● **WHAT IS NEEDED**
Search the records for "PecAcceptance". Copy every line where it appears.
*** Opening of SOURCE MATERIAL ***
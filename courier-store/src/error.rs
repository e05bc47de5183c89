//! Error types for store operations

use thiserror::Error;

/// Errors that can occur while reading or writing the store.
#[derive(Debug, Error)]
pub enum StoreError {
    /// Underlying database error.
    #[error("database error: {0}")]
    Database(#[from] sqlx::Error),

    /// A JSON column could not be encoded or decoded.
    #[error("invalid JSON column: {0}")]
    Json(#[from] serde_json::Error),

    /// A referenced row does not exist.
    #[error("not found: {0}")]
    NotFound(String),

    /// Tenant deletion is restricted while accounts reference it.
    #[error("tenant '{0}' still owns accounts")]
    TenantHasAccounts(String),

    /// Schema migration failed.
    #[error("migration error: {0}")]
    Migration(String),

    /// Credential sealing/opening failed.
    #[error("secrets error: {0}")]
    Secrets(String),
}

/// Result type for store operations
pub type Result<T> = std::result::Result<T, StoreError>;
//! Dispatch engine: drains ready messages from the store and delivers them
//! over SMTP.
//!
//! One tick reads the ready batch, applies per-account rate plans, builds the
//! MIME envelope, sends through the connection pool and records exactly one
//! outcome event per message. Per-message failures never abort the tick.

pub mod attachments;
pub mod error;
pub mod mime;
pub mod processor;
pub mod rate_limit;
pub mod retry;
pub mod transport;

pub use attachments::{AttachmentError, AttachmentFetcher, LocalFetcher};
pub use error::{DispatchError, SendError};
pub use processor::{BounceInfo, DispatchConfig, DispatchProcessor, TickStats};
pub use rate_limit::{RateLimiter, RatePlan};
pub use retry::{DEFAULT_MAX_RETRIES, DEFAULT_RETRY_DELAYS, RetryStrategy};
pub use transport::{MailTransport, SmtpTimeouts, SmtpTransport};

/// Header carrying the client-facing message id for bounce correlation.
pub const MAIL_ID_HEADER: &str = "X-Courier-Mail-ID";
//! Bounded per-account SMTP connection pool.
//!
//! Connections are bucketed by `(host, port, user)`. Each bucket holds at
//! most `max_per_account` live connections; callers beyond that wait FIFO on
//! the bucket's semaphore until a slot frees or their timeout expires. Idle
//! connections are health-probed (NOOP) on release and expired by age.

use std::{
    collections::HashMap,
    sync::{
        Arc,
        atomic::{AtomicBool, Ordering},
    },
    time::{Duration, Instant},
};

use async_trait::async_trait;
use dashmap::DashMap;
use tokio::sync::{Mutex, OwnedSemaphorePermit, Semaphore};

use crate::{
    client::{ConnectSettings, SmtpClient},
    error::{ClientError, PoolError},
};

/// Default cap on live connections per account bucket.
const DEFAULT_MAX_PER_ACCOUNT: usize = 5;

/// Default timeout for establishing a new connection.
const DEFAULT_CONNECT_TIMEOUT: Duration = Duration::from_secs(10);

/// Deadline for the NOOP health probe on release.
const PROBE_TIMEOUT: Duration = Duration::from_secs(5);

/// Health and teardown hooks the pool needs from a connection.
#[async_trait]
pub trait Probe: Send {
    /// Lightweight liveness check. Failures are never surfaced; an unhealthy
    /// connection is simply closed.
    async fn probe(&mut self) -> bool;

    /// Best-effort orderly close.
    async fn close(&mut self);
}

#[async_trait]
impl Probe for SmtpClient {
    async fn probe(&mut self) -> bool {
        matches!(
            tokio::time::timeout(PROBE_TIMEOUT, self.noop()).await,
            Ok(Ok(response)) if response.is_success()
        )
    }

    async fn close(&mut self) {
        let _ = tokio::time::timeout(PROBE_TIMEOUT, self.quit()).await;
    }
}

/// Factory for new connections; the seam that lets tests run the pool
/// without a live server.
#[async_trait]
pub trait SmtpConnector: Send + Sync + 'static {
    type Conn: Probe + Send + 'static;

    async fn connect(
        &self,
        settings: &ConnectSettings,
    ) -> std::result::Result<Self::Conn, ClientError>;
}

/// Production connector: TCP + TLS + EHLO + AUTH per the settings.
#[derive(Debug, Clone)]
pub struct TcpConnector {
    pub helo_name: String,
    pub connect_timeout: Duration,
    pub accept_invalid_certs: bool,
}

impl Default for TcpConnector {
    fn default() -> Self {
        Self {
            helo_name: "courier".to_string(),
            connect_timeout: DEFAULT_CONNECT_TIMEOUT,
            accept_invalid_certs: false,
        }
    }
}

#[async_trait]
impl SmtpConnector for TcpConnector {
    type Conn = SmtpClient;

    async fn connect(
        &self,
        settings: &ConnectSettings,
    ) -> std::result::Result<Self::Conn, ClientError> {
        SmtpClient::establish(
            settings,
            &self.helo_name,
            self.connect_timeout,
            self.accept_invalid_certs,
        )
        .await
    }
}

struct IdleConnection<T> {
    conn: T,
    created: Instant,
    ttl: Duration,
}

impl<T> IdleConnection<T> {
    fn expired(&self) -> bool {
        self.created.elapsed() >= self.ttl
    }
}

/// A checked-out connection. Holds its bucket slot until released or dropped.
pub struct PooledConnection<T: Probe> {
    conn: Option<T>,
    key: String,
    created: Instant,
    ttl: Duration,
    _permit: OwnedSemaphorePermit,
}

impl<T: Probe> PooledConnection<T> {
    /// Seconds the underlying connection has been alive.
    #[must_use]
    pub fn age(&self) -> Duration {
        self.created.elapsed()
    }
}

impl<T: Probe> std::fmt::Debug for PooledConnection<T> {
    fn fmt(&self, f: &mut std::fmt::Formatter<'_>) -> std::fmt::Result {
        f.debug_struct("PooledConnection")
            .field("key", &self.key)
            .field("created", &self.created)
            .field("ttl", &self.ttl)
            .finish()
    }
}

impl<T: Probe> std::ops::Deref for PooledConnection<T> {
    type Target = T;

    fn deref(&self) -> &T {
        self.conn.as_ref().expect("connection taken")
    }
}

impl<T: Probe> std::ops::DerefMut for PooledConnection<T> {
    fn deref_mut(&mut self) -> &mut T {
        self.conn.as_mut().expect("connection taken")
    }
}

/// The pool itself, generic over its connector.
pub struct SmtpPool<C: SmtpConnector = TcpConnector> {
    connector: C,
    max_per_account: usize,
    idle: Mutex<HashMap<String, Vec<IdleConnection<C::Conn>>>>,
    limits: DashMap<String, Arc<Semaphore>>,
    closed: AtomicBool,
}

impl Default for SmtpPool<TcpConnector> {
    fn default() -> Self {
        Self::new(TcpConnector::default(), DEFAULT_MAX_PER_ACCOUNT)
    }
}

impl<C: SmtpConnector> SmtpPool<C> {
    #[must_use]
    pub fn new(connector: C, max_per_account: usize) -> Self {
        Self {
            connector,
            max_per_account: max_per_account.max(1),
            idle: Mutex::new(HashMap::new()),
            limits: DashMap::new(),
            closed: AtomicBool::new(false),
        }
    }

    fn semaphore(&self, key: &str) -> Arc<Semaphore> {
        self.limits
            .entry(key.to_string())
            .or_insert_with(|| Arc::new(Semaphore::new(self.max_per_account)))
            .clone()
    }

    /// Check out a connection for the given settings.
    ///
    /// Reuses an idle connection when one is healthy and young enough,
    /// creates a new one while the bucket has room, and otherwise waits
    /// (FIFO) until a slot frees or `acquire_timeout` elapses.
    pub async fn acquire(
        &self,
        settings: &ConnectSettings,
        acquire_timeout: Duration,
    ) -> std::result::Result<PooledConnection<C::Conn>, PoolError> {
        if self.closed.load(Ordering::SeqCst) {
            return Err(PoolError::Closed);
        }

        let key = settings.pool_key();
        let semaphore = self.semaphore(&key);

        let permit = tokio::time::timeout(acquire_timeout, semaphore.acquire_owned())
            .await
            .map_err(|_| PoolError::Timeout)?
            .map_err(|_| PoolError::Closed)?;

        // Prefer a live idle connection; expired ones are closed on the way.
        loop {
            let idle = {
                let mut buckets = self.idle.lock().await;
                buckets.get_mut(&key).and_then(Vec::pop)
            };

            let Some(mut idle) = idle else { break };
            if idle.expired() {
                idle.conn.close().await;
                continue;
            }

            return Ok(PooledConnection {
                conn: Some(idle.conn),
                key,
                created: idle.created,
                ttl: idle.ttl,
                _permit: permit,
            });
        }

        match self.connector.connect(settings).await {
            Ok(conn) => Ok(PooledConnection {
                conn: Some(conn),
                key,
                created: Instant::now(),
                ttl: settings.ttl,
                _permit: permit,
            }),
            // The permit drops here, freeing the slot for the next waiter.
            Err(e) => Err(PoolError::Connect(e)),
        }
    }

    /// Return a connection to the pool.
    ///
    /// The connection is NOOP-probed; if healthy and younger than its TTL it
    /// goes back to the idle bucket, otherwise it is closed. Probe failures
    /// never surface.
    pub async fn release(&self, mut pooled: PooledConnection<C::Conn>) {
        let Some(mut conn) = pooled.conn.take() else {
            return;
        };

        if self.closed.load(Ordering::SeqCst)
            || pooled.created.elapsed() >= pooled.ttl
            || !conn.probe().await
        {
            conn.close().await;
            return;
        }

        let mut buckets = self.idle.lock().await;
        buckets.entry(pooled.key.clone()).or_default().push(IdleConnection {
            conn,
            created: pooled.created,
            ttl: pooled.ttl,
        });
        // The permit drops with `pooled`, freeing the slot.
    }

    /// Close idle connections whose age reached their TTL. Timer-driven.
    pub async fn cleanup(&self) {
        let mut expired = Vec::new();
        {
            let mut buckets = self.idle.lock().await;
            for bucket in buckets.values_mut() {
                let mut keep = Vec::with_capacity(bucket.len());
                for idle in bucket.drain(..) {
                    if idle.expired() {
                        expired.push(idle);
                    } else {
                        keep.push(idle);
                    }
                }
                *bucket = keep;
            }
            buckets.retain(|_, bucket| !bucket.is_empty());
        }

        let count = expired.len();
        for mut idle in expired {
            idle.conn.close().await;
        }
        if count > 0 {
            tracing::debug!(count, "closed expired idle connections");
        }
    }

    /// Drain every idle connection and reject pending waiters.
    pub async fn close_all(&self) {
        self.closed.store(true, Ordering::SeqCst);

        for entry in self.limits.iter() {
            entry.value().close();
        }

        let drained: Vec<_> = {
            let mut buckets = self.idle.lock().await;
            buckets.drain().flat_map(|(_, bucket)| bucket).collect()
        };
        for mut idle in drained {
            idle.conn.close().await;
        }
    }

    /// Number of idle connections currently held, across all buckets.
    pub async fn idle_count(&self) -> usize {
        self.idle.lock().await.values().map(Vec::len).sum()
    }
}
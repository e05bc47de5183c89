//! Projection of store events into the report records tenants receive.

use courier_store::{EventType, UnreportedEvent};
use serde_json::{Value, json};

/// Project one unreported event into its wire record.
#[must_use]
pub fn event_to_payload(event: &UnreportedEvent) -> Value {
    match event.event_type {
        EventType::Sent => json!({
            "id": event.message_id,
            "account_id": event.account_id,
            "sent_ts": event.event_ts,
        }),
        EventType::Error => json!({
            "id": event.message_id,
            "account_id": event.account_id,
            "error_ts": event.event_ts,
            "error": event.description,
        }),
        EventType::Deferred => json!({
            "id": event.message_id,
            "deferred_ts": event.event_ts,
            "deferred_reason": event.description,
        }),
        EventType::Bounce => {
            let metadata = event.metadata.as_ref();
            json!({
                "id": event.message_id,
                "bounce_ts": event.event_ts,
                "bounce_type": metadata.and_then(|m| m.get("bounce_type")).cloned(),
                "bounce_code": metadata.and_then(|m| m.get("bounce_code")).cloned(),
                "bounce_reason": event.description,
            })
        }
        EventType::PecAcceptance | EventType::PecDelivery | EventType::PecFailure => json!({
            "id": event.message_id,
            "pec_event": event.event_type.as_str(),
            "pec_ts": event.event_ts,
            "pec_details": event.description,
        }),
    }
}

#[cfg(test)]
mod tests {
    use super::*;

    fn event(event_type: EventType) -> UnreportedEvent {
        UnreportedEvent {
            event_id: 1,
            message_pk: "pk1".to_string(),
            message_id: "m1".to_string(),
            tenant_id: "t1".to_string(),
            account_id: "a1".to_string(),
            event_type,
            event_ts: 1_234_567_890,
            description: None,
            metadata: None,
        }
    }

    #[test]
    fn test_sent_payload() {
        let payload = event_to_payload(&event(EventType::Sent));
        assert_eq!(payload["id"], "m1");
        assert_eq!(payload["account_id"], "a1");
        assert_eq!(payload["sent_ts"], 1_234_567_890);
    }

    #[test]
    fn test_error_payload() {
        let mut e = event(EventType::Error);
        e.description = Some("Connection refused".to_string());
        let payload = event_to_payload(&e);
        assert_eq!(payload["error_ts"], 1_234_567_890);
        assert_eq!(payload["error"], "Connection refused");
    }

    #[test]
    fn test_deferred_payload() {
        let mut e = event(EventType::Deferred);
        e.description = Some("Rate limited".to_string());
        let payload = event_to_payload(&e);
        assert_eq!(payload["deferred_ts"], 1_234_567_890);
        assert_eq!(payload["deferred_reason"], "Rate limited");
    }

    #[test]
    fn test_bounce_payload() {
        let mut e = event(EventType::Bounce);
        e.description = Some("User unknown".to_string());
        e.metadata = Some(serde_json::json!({
            "bounce_type": "hard",
            "bounce_code": "550",
        }));
        let payload = event_to_payload(&e);
        assert_eq!(payload["bounce_ts"], 1_234_567_890);
        assert_eq!(payload["bounce_type"], "hard");
        assert_eq!(payload["bounce_code"], "550");
        assert_eq!(payload["bounce_reason"], "User unknown");
    }

    #[test]
    fn test_pec_payload() {
        let mut e = event(EventType::PecAcceptance);
        e.description = Some("PEC accepted".to_string());
        let payload = event_to_payload(&e);
        assert_eq!(payload["pec_event"], "pec_acceptance");
        assert_eq!(payload["pec_ts"], 1_234_567_890);
        assert_eq!(payload["pec_details"], "PEC accepted");
    }
}
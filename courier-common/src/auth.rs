//! Per-tenant client authentication configuration.
//!
//! Tenants configure how the relay authenticates against their sync endpoint.
//! The shape mirrors the stored JSON: `{"method": "bearer", "token": "..."}`.

use base64::{Engine, engine::general_purpose::STANDARD};
use serde::{Deserialize, Serialize};

/// How to authenticate outbound calls to a tenant's sync endpoint.
#[derive(Debug, Clone, Default, PartialEq, Eq, Serialize, Deserialize)]
#[serde(tag = "method", rename_all = "lowercase")]
pub enum ClientAuth {
    /// No authentication header.
    #[default]
    None,
    /// `Authorization: Bearer <token>`
    Bearer { token: String },
    /// `Authorization: Basic base64(user:password)`
    Basic { user: String, password: String },
}

impl ClientAuth {
    /// Render the `Authorization` header value, if any.
    #[must_use]
    pub fn authorization_header(&self) -> Option<String> {
        match self {
            Self::None => None,
            Self::Bearer { token } => Some(format!("Bearer {token}")),
            Self::Basic { user, password } => {
                let credentials = STANDARD.encode(format!("{user}:{password}"));
                Some(format!("Basic {credentials}"))
            }
        }
    }
}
*** Close of SOURCE MATERIAL ***
● **ANSWER FOR THE TASK**
        EventType::PecAcceptance | EventType::PecDelivery | EventType::PecFailure => json!({
        let mut e = event(EventType::PecAcceptance);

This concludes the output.